Authors: Jeremy C. Shipp
Tags: #Literary, #Science Fiction, #Humorous, #General, #Psychological, #Fantasy, #Fiction
No, this has to be Noh.
“Fuck you, bitch,” I whisper, but deep down, I’m glad she’s making the decision for me. Because I don’t want to know which way I’d choose to run.
“Dude!”
I turn my head, and here’s Odin beside me.
“Man, am I glad to see you,” he says. “I didn’t think Noh was gonna turn you around in time.”
A man in white leaps out from behind a nearby tree. He points his weapon at my face. “Hold it!”
I freeze.
“Man, thank god,” Odin says. “You’re one of Blackbeard’s guys.”
“Yeah?” the man says, pointing at Odin now. “So?”
“Listen, dude. You must be new here, because you guys already know me. I’m with the Garden.”
“How do I know you’re telling the truth?
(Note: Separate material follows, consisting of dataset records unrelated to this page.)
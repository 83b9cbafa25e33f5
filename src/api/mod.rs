// ==========================================
// 家禽杂交预测系统 - API层
// ==========================================
// 职责: 业务接口,连接 HTTP 层与目录 / 缓存 / 引擎
// ==========================================

pub mod breed_api;
pub mod cross_api;
pub mod dto;
pub mod error;

pub use breed_api::BreedApi;
pub use cross_api::CrossApi;
pub use dto::{
    BreedSearchQuery, CrossCalculationRequest, CrossCalculationResponse, CrossPrediction,
    ErrorResponse, ParentSummary,
};
pub use error::{ApiError, ApiResult};
// ==========================================
// 品种目录集成测试
// ==========================================
// 场景: 内置目录导入 → 内存目录查询; 文件导入失败路径
// ==========================================

mod helpers;

use std::io::Write;

use helpers::{catalog_of, embedded_catalog, BreedBuilder};
use poultry_cross::importer::{CatalogImporter, DqLevel, ImportError};
use tempfile::NamedTempFile;

// ==========================================
// 目录查询
// ==========================================

#[test]
fn test_embedded_catalog_lookup() {
    let catalog = embedded_catalog();

    assert_eq!(catalog.len().unwrap(), 30);
    let silkie = catalog.get_breed_by_id("silkie").unwrap().unwrap();
    assert_eq!(silkie.name, "Silkie");
    assert!(catalog.get_breed_by_id("dodo").unwrap().is_none());
}

#[test]
fn test_list_is_sorted_by_name() {
    let breeds = embedded_catalog().list_breeds().unwrap();
    let names: Vec<&str> = breeds.iter().map(|b| b.name.as_str()).collect();

    let mut sorted = names.clone();
    sorted.sort();
    assert_eq!(names, sorted);
    assert_eq!(names[0], "Ameraucana");
}

#[test]
fn test_search_is_case_insensitive_substring() {
    let catalog = embedded_catalog();

    let ids: Vec<String> = catalog
        .search_breeds("MARANS")
        .unwrap()
        .into_iter()
        .map(|b| b.id)
        .collect();
    assert_eq!(ids, vec!["black-copper-marans", "marans"]);

    assert!(catalog.search_breeds("no-such-bird").unwrap().is_empty());
}

#[test]
fn test_category_queries() {
    let catalog = embedded_catalog();

    let meat: Vec<String> = catalog
        .list_breeds_by_category("meat")
        .unwrap()
        .into_iter()
        .map(|b| b.id)
        .collect();
    assert_eq!(meat, vec!["dorking", "la-fleche"]);

    assert!(catalog.list_breeds_by_category("penguin").unwrap().is_empty());

    assert_eq!(
        catalog.categories().unwrap(),
        vec!["dual", "dual-purpose", "egg", "layer", "meat", "ornamental"]
    );
}

#[test]
fn test_catalog_of_custom_records() {
    let catalog = catalog_of(vec![
        BreedBuilder::new("b").name("Beta").build(),
        BreedBuilder::new("a").name("Alpha").build(),
    ]);
    let names: Vec<String> = catalog
        .list_breeds()
        .unwrap()
        .into_iter()
        .map(|b| b.name)
        .collect();
    assert_eq!(names, vec!["Alpha", "Beta"]);
}

// ==========================================
// 文件导入
// ==========================================

fn write_catalog(json: &str) -> NamedTempFile {
    let mut file = NamedTempFile::new().unwrap();
    file.write_all(json.as_bytes()).unwrap();
    file
}

#[test]
fn test_import_file_round_trips_records() {
    let records = vec![
        BreedBuilder::new("alpha").build(),
        BreedBuilder::new("beta").build(),
    ];
    let file = write_catalog(&serde_json::to_string(&records).unwrap());

    let imported = CatalogImporter::new().import_file(file.path()).unwrap();
    assert_eq!(imported.records, records);
    assert_eq!(imported.report.total_records, 2);
    assert_eq!(imported.report.accepted, 2);
}

#[test]
fn test_import_missing_file() {
    let err = CatalogImporter::new()
        .import_file("/nonexistent/dir/breeds.json")
        .unwrap_err();
    assert!(matches!(err, ImportError::FileNotFound(_)));
}

#[test]
fn test_unknown_enum_value_is_parse_error() {
    let mut value = serde_json::to_value(vec![BreedBuilder::new("odd").build()]).unwrap();
    value[0]["physicalTraits"]["bodySize"] = serde_json::json!("enormous");
    let file = write_catalog(&serde_json::to_string_pretty(&value).unwrap());

    let err = CatalogImporter::new().import_file(file.path()).unwrap_err();
    match err {
        ImportError::JsonParseError { line, message, .. } => {
            assert!(line > 0);
            assert!(message.contains("enormous"));
        }
        other => panic!("期望 JsonParseError, 实际 {:?}", other),
    }
}

#[test]
fn test_invalid_record_blocks_import() {
    let records = vec![
        BreedBuilder::new("ok").build(),
        BreedBuilder::new("bad").egg_production(300, 100).build(),
    ];
    let json = serde_json::to_string(&records).unwrap();

    let err = CatalogImporter::new().import_str(&json).unwrap_err();
    match err {
        ImportError::ValidationFailed {
            error_count,
            violations,
        } => {
            assert_eq!(error_count, 1);
            let error = violations
                .iter()
                .find(|v| v.level == DqLevel::Error)
                .unwrap();
            assert_eq!(error.index, 1);
            assert_eq!(error.breed_id.as_deref(), Some("bad"));
        }
        other => panic!("期望 ValidationFailed, 实际 {:?}", other),
    }
}

#[test]
fn test_empty_catalog_rejected() {
    let err = CatalogImporter::new().import_str("[]").unwrap_err();
    assert!(matches!(err, ImportError::EmptyCatalog));
}
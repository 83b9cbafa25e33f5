// ==========================================
// 家禽杂交预测系统 - SQLite 预测缓存
// ==========================================
// 表: cross_prediction ((lo_id, hi_id) 联合主键, result_json 存 JSON)
// 写入: UPSERT,同键后写覆盖
// ==========================================

use crate::db::{init_schema, open_sqlite_connection};
use crate::domain::prediction::{CrossPairKey, CrossPredictionResult};
use crate::perf::install_sqlite_tracing;
use crate::repository::error::{RepositoryError, RepositoryResult};
use crate::repository::prediction_cache::{CachedPrediction, PredictionCache};
use chrono::{DateTime, Utc};
use rusqlite::{params, Connection, OptionalExtension};
use std::sync::{Arc, Mutex};
use tracing::debug;

pub struct SqlitePredictionCache {
    conn: Arc<Mutex<Connection>>,
}

impl SqlitePredictionCache {
    /// 打开（或创建）数据库文件并建表
    pub fn new(db_path: &str) -> RepositoryResult<Self> {
        let mut conn = open_sqlite_connection(db_path)
            .map_err(|e| RepositoryError::DatabaseConnectionError(e.to_string()))?;
        install_sqlite_tracing(&mut conn);
        Self::from_connection(Arc::new(Mutex::new(conn)))
    }

    /// 从已有连接创建缓存（建表幂等）
    pub fn from_connection(conn: Arc<Mutex<Connection>>) -> RepositoryResult<Self> {
        {
            let guard = conn
                .lock()
                .map_err(|e| RepositoryError::LockError(e.to_string()))?;
            init_schema(&guard)?;
        }
        Ok(Self { conn })
    }

    /// 获取数据库连接
    fn get_conn(&self) -> RepositoryResult<std::sync::MutexGuard<Connection>> {
        self.conn
            .lock()
            .map_err(|e| RepositoryError::LockError(e.to_string()))
    }

    fn parse_created_at(raw: &str) -> RepositoryResult<DateTime<Utc>> {
        DateTime::parse_from_rfc3339(raw)
            .map(|dt| dt.with_timezone(&Utc))
            .map_err(|e| RepositoryError::Serialization(format!("created_at: {}", e)))
    }
}

impl PredictionCache for SqlitePredictionCache {
    fn get(&self, key: &CrossPairKey) -> RepositoryResult<Option<CachedPrediction>> {
        let conn = self.get_conn()?;
        let row = conn
            .query_row(
                r#"
                SELECT prediction_id, parent_a_id, parent_b_id, result_json, created_at
                FROM cross_prediction
                WHERE lo_id = ?1 AND hi_id = ?2
                "#,
                params![key.lo(), key.hi()],
                |row| {
                    Ok((
                        row.get::<_, String>(0)?,
                        row.get::<_, String>(1)?,
                        row.get::<_, String>(2)?,
                        row.get::<_, String>(3)?,
                        row.get::<_, String>(4)?,
                    ))
                },
            )
            .optional()?;

        let Some((id, parent_a_id, parent_b_id, result_json, created_at)) = row else {
            return Ok(None);
        };

        let result: CrossPredictionResult = serde_json::from_str(&result_json)?;
        Ok(Some(CachedPrediction {
            id,
            parent_a_id,
            parent_b_id,
            result,
            created_at: Self::parse_created_at(&created_at)?,
        }))
    }

    fn put(
        &self,
        parent_a_id: &str,
        parent_b_id: &str,
        result: &CrossPredictionResult,
    ) -> RepositoryResult<CachedPrediction> {
        let cached = CachedPrediction::new(parent_a_id, parent_b_id, result.clone());
        let result_json = serde_json::to_string(&cached.result)?;
        let key = cached.key();

        let conn = self.get_conn()?;
        conn.execute(
            r#"
            INSERT INTO cross_prediction (
                lo_id, hi_id, prediction_id, parent_a_id, parent_b_id, result_json, created_at
            ) VALUES (?1, ?2, ?3, ?4, ?5, ?6, ?7)
            ON CONFLICT(lo_id, hi_id) DO UPDATE SET
                prediction_id = excluded.prediction_id,
                parent_a_id = excluded.parent_a_id,
                parent_b_id = excluded.parent_b_id,
                result_json = excluded.result_json,
                created_at = excluded.created_at
            "#,
            params![
                key.lo(),
                key.hi(),
                cached.id,
                cached.parent_a_id,
                cached.parent_b_id,
                result_json,
                cached.created_at.to_rfc3339(),
            ],
        )?;

        debug!(pair_key = %key, prediction_id = %cached.id, "预测结果已缓存");
        Ok(cached)
    }

    fn len(&self) -> RepositoryResult<usize> {
        let conn = self.get_conn()?;
        let count: i64 =
            conn.query_row("SELECT COUNT(*) FROM cross_prediction", [], |row| row.get(0))?;
        Ok(count as usize)
    }

    fn clear(&self) -> RepositoryResult<()> {
        let conn = self.get_conn()?;
        conn.execute("DELETE FROM cross_prediction", [])?;
        Ok(())
    }
}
Maybe I should kill you and not take the chance.”
“I know for a fact that Blackbeard requires you bring all prisoners to him, so he can decide what to do with them.”
“True, but I could kill you anyway.”
“Your friends’d hear the gunfire and come check it out.”
“I could kill you with my bare hands.”
”We’d scream loud enough for them to hear.”
“I’d hide your bodies and say it must’ve been some animal screaming.”
“You think they’d really believe that?”
He sighs, and lowers his gun a little. “Probably not. Let’s go.”
The black helicopter lifts from the black ship and drops a shimmering sphere. Soon, a pulse shakes my body, as if the ship’s heart has exploded, and bloody flames squirt up from the vessel’s hull. The line of tanker trucks disappear into the forest on a path of broken stone.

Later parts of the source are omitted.